Kidney Dialysis Equipment in Sarov

An example of NCI's ability to leverage the technical know-how of the US National Laboratories to bring together private industry and Russian scientific knowledge is seen in the Renal Technology Project at the Avangard Electrochemical Plant (hereafter referred to as Avangard) located in the city of Sarov. The goal of the project is to develop an economically viable manufacturing and advanced product development capability for renal technology. The Avangard Plant was established more than 50 years ago and was the first Soviet facility to manufacture nuclear weapons on an industrial scale. Under NCI, Avangard partnered with Lawrence Livermore National Laboratory (LLNL) and identified medical technology parts manufacturing as a "business opportunity within its core capabilities." Avangard had been designing renal technologies for ten years. The plant had manufactured three versions of a dialysis machine and was looking to improve its design for sale on the world market. LLNL brokered a relationship between Avangard and one of the world's largest makers of dialysis equipment, and helped educate Avangard officials regarding Western business practices.

Most importantly, at the urging of NCI, the Avangard Plant moved its solid concrete perimeter security system back more than one mile. Moving this barrier (commonly referred to as "the fence") freed up four weapons manufacturing buildings for commercial use and contributed to the creation of a 10-acre industrial park within the city of Sarov. The buildings will be modified in order to install production lines for dialysis components.

It is believed that the project will eventually employ 500 former weapons builders in the daily production of parts for dialysis machines and, eventually, in the construction of complete dialysis systems. DOE has committed money for facility renovations and infrastructure costs.

The Problem of Access

In order for the Renal Technology Project and all NCI projects to be viable, however, NCI needs more access to the cities. Two issues critical to the success of such projects remain. First, NCI needs to make frequent visits to the sites with enough individuals to effectively carry out NCI project development work and monitor activities. Industry also needs to make numerous visits. The Russians are concerned that too many individuals are visiting the sites and that the visits are too frequent. Minatom's limitations on the number of people and the number of visits to a site can be debilitating.

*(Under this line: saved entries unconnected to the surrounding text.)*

//! Result dispatch, side effects, terminal check and teardown

use super::{AreaBurst, Scheduler, Services};
use crate::damage::{resolve_hit, ResolveEnv};
use crate::detection::{
    AreaWhen, Detection, HitCollisionInfo, HitObserver, HitReport, QueryContext, SideEffect,
    TerminalReport,
};
use crate::foundation::collections::{DetectorId, ObjectHandle};
use crate::foundation::math::Vec3;
use crate::pool::{PoolService, Retirement, Teardown, TeardownPolicy};
use log::{debug, warn};

impl Scheduler {
    /// Route detection results through the pipeline
    ///
    /// Batches flag their last element as the final hit; path results are final
    /// one by one and stop as soon as the detector retires.
    pub(super) fn dispatch(
        &mut self,
        id: DetectorId,
        detection: Detection,
        services: &mut Services<'_>,
        in_burst: bool,
    ) {
        match detection {
            Detection::Miss => {}
            Detection::Single(info) => {
                self.resolve_one(id, &info, true, services, in_burst);
            }
            Detection::Batch(hits) => {
                let last = hits.len().saturating_sub(1);
                let mut last_consumed = None;
                for (index, info) in hits.iter().enumerate() {
                    if self.is_halted(id) {
                        break;
                    }
                    let final_hit = index == last;
                    if let Some(report) = self.resolve_one(id, info, final_hit, services, in_burst) {
                        last_consumed = Some((report, final_hit));
                    }
                }

                // The flagged hit was vetoed: the last consumed one carries the terminal check
                if let Some((report, false)) = last_consumed {
                    if !self.is_halted(id) {
                        self.conclude(id, &report, services);
                    }
                }
            }
            Detection::Path(hits) => {
                for info in &hits {
                    if self.is_halted(id) {
                        break;
                    }
                    self.resolve_one(id, info, true, services, in_burst);
                }
            }
        }
    }

    fn is_halted(&self, id: DetectorId) -> bool {
        self.detectors
            .get(id)
            .map_or(true, |d| d.core.retired || d.core.begin_destroyed)
    }

    fn resolve_one(
        &mut self,
        id: DetectorId,
        info: &HitCollisionInfo,
        final_hit: bool,
        services: &mut Services<'_>,
        in_burst: bool,
    ) -> Option<HitReport> {
        let detector = self.detectors.get_mut(id)?;
        let core = &mut detector.core;
        core.final_hit = final_hit;

        let mut env = ResolveEnv {
            actors: &mut *services.actors,
            events: &mut self.events,
            rng: self.rng.as_mut(),
            config: &self.config,
        };
        let resolution = resolve_hit(core, info, &mut env);
        if !resolution.is_consumed() {
            return None;
        }

        let report = HitReport {
            detector: id,
            target: info.target,
            point: info.point.unwrap_or(core.motion.current),
            direction: info.direction,
            resolution,
            final_hit,
        };

        // Side effects
        let instigator = info.override_dealer.or(core.owner);
        for observer in &mut core.observers {
            match observer {
                HitObserver::SpawnOnHit { prefab, final_only } => {
                    if *final_only && !final_hit {
                        continue;
                    }
                    let (handle, pooled) = match services.pool.acquire(*prefab, None) {
                        Some(handle) => (handle, true),
                        None => {
                            warn!("Pool for {:?} exhausted; instantiating directly", prefab);
                            (services.pool.instantiate(*prefab), false)
                        }
                    };
                    self.side_effects.push(SideEffect::Spawned {
                        detector: id,
                        prefab: *prefab,
                        handle,
                        at: report.point,
                        pooled,
                    });
                }
                HitObserver::BreakPhysical { impulse } => {
                    self.side_effects.push(SideEffect::BreakRequested {
                        detector: id,
                        target: info.target,
                        impulse: info.direction.unwrap_or_else(Vec3::zeros) * *impulse,
                    });
                }
                HitObserver::TriggerArea { area, when } => {
                    if in_burst {
                        debug!("Detector {:?}: area bursts do not trigger further areas", id);
                        continue;
                    }
                    if *when == AreaWhen::OnFinalHit && !final_hit {
                        continue;
                    }
                    self.area_bursts.push_back(AreaBurst {
                        area: *area,
                        at: report.point,
                        instigator,
                    });
                    self.side_effects.push(SideEffect::AreaTriggered {
                        instigator: id,
                        area: *area,
                        at: report.point,
                    });
                }
                HitObserver::Notify(callback) => callback(&report),
            }
        }

        if !final_hit {
            core.history.record(info.target);
            return Some(report);
        }
        self.conclude(id, &report, services);
        Some(report)
    }

    /// Terminal check for this tick's final consumed hit
    fn conclude(&mut self, id: DetectorId, report: &HitReport, services: &mut Services<'_>) {
        let Some(detector) = self.detectors.get_mut(id) else {
            return;
        };
        let core = &mut detector.core;
        core.final_hit = true;

        let terminal = report.resolution.is_ownerless()
            || !core.piercing.roll(self.rng.as_mut())
            || (core.piercing.is_finite() && !core.piercing.decrement());

        if terminal {
            if self.config.debug_logging {
                debug!("Detector {:?}: terminal hit on {:?}", id, report.target);
            }
            self.retire(id, report, services);
            return;
        }
        if self.config.debug_logging {
            debug!(
                "Detector {:?}: pierced {:?} ({:?} left)",
                id,
                report.target,
                core.piercing.remaining()
            );
        }
        core.history.record(report.target);
    }

    fn retire(&mut self, id: DetectorId, report: &HitReport, services: &mut Services<'_>) {
        let Some(detector) = self.detectors.get_mut(id) else {
            return;
        };
        let core = &mut detector.core;
        core.piercing.exhaust();
        core.retired = true;

        let terminal = TerminalReport {
            detector: id,
            target: report.target,
            point: report.point,
            total_pierces: core.piercing.total_pierces(),
        };
        core.fire_terminal(&terminal);
        self.handle.unregister(id);

        let host = core.host;
        let teardown = if core.manual_destroy {
            Teardown::Deferred
        } else {
            teardown_host(core.teardown, host, &mut *services.pool)
        };

        if let Teardown::Destroyed { .. } = teardown {
            core.host = None;
            core.begin_destroyed = true;
            if let Err(err) = self.handle.destroy(id) {
                warn!("Could not stage destruction of {:?}: {}", id, err);
            }
        }

        debug!("Detector {:?} retired ({:?})", id, teardown);
        self.retired.push(Retirement {
            detector: id,
            host,
            teardown,
        });
    }

    pub(super) fn process_area_bursts(&mut self, services: &mut Services<'_>) {
        while let Some(burst) = self.area_bursts.pop_front() {
            let Some(detector) = self.detectors.get_mut(burst.area) else {
                warn!("Area burst for unknown detector {:?}", burst.area);
                continue;
            };
            if !detector.kind.is_on_demand() {
                warn!("Detector {:?} is not an area; burst ignored", burst.area);
                continue;
            }
            if !detector.core.enabled || detector.core.retired || detector.core.begin_destroyed {
                continue;
            }

            detector.core.motion.teleport(burst.at);
            detector.core.history.clear();
            let ctx = QueryContext {
                spatial: services.spatial,
                actors: &*services.actors,
                config: &self.config,
            };
            let mut detection = detector.detect(&ctx);

            if detector.core.owner.is_none() {
                if let (Some(instigator), Detection::Batch(hits)) = (burst.instigator, &mut detection) {
                    for hit in hits.iter_mut() {
                        hit.override_dealer.get_or_insert(instigator);
                    }
                }
            }

            self.dispatch(burst.area, detection, services, true);
        }
    }
}

/// Pool-return, then deactivate, then delayed destroy
fn teardown_host(policy: TeardownPolicy, host: Option<ObjectHandle>, pool: &mut dyn PoolService) -> Teardown {
    let delay = match policy {
        TeardownPolicy::DestroyAfter(delay) => delay.max(0.0),
        _ => 0.0,
    };
    let Some(host) = host else {
        return Teardown::Destroyed { delay };
    };

    if policy == TeardownPolicy::ReturnToPool {
        if pool.release(host) {
            return Teardown::Pooled;
        }
        debug!("Host {:?} is not pooled; falling back to deactivation", host);
    }
    if matches!(policy, TeardownPolicy::ReturnToPool | TeardownPolicy::Deactivate) {
        if pool.deactivate(host) {
            return Teardown::Deactivated;
        }
        debug!("Host {:?} cannot be deactivated; destroying", host);
    }

    pool.destroy_after(host, delay);
    Teardown::Destroyed { delay }
}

The second issue is the long lead-time required for visits to be approved. Industrial partners not only need access to the production lines, they need timely access. Should something break or require immediate attention, companies cannot afford to wait for days to gain access to the plant. Production downtime translates into loss of profits. In the era of "just-in-time" production lines, no company can afford to wait to fix problems.

Conclusion

The NCI mandate of job creation and infrastructure and community development requires strategic planning and continual communication and cooperation between NCI representatives and the cities. Creating a vigorous and enterprising program requires multiple visits by large numbers of people, and this must become the norm. NCI does not seek routine access to areas containing classified nuclear research and production facilities. Rather, its goal is to introduce international industry representatives to the immense scientific talent residing in the Russian closed cities in hopes of creating jobs within Russia. Expecting industry representatives to wait for approval to enter the city to develop strategic plans, negotiate contracts, or fix production lines will lead to missed opportunities for workers in the isolated and closed cities of the Russian nuclear weapons complex.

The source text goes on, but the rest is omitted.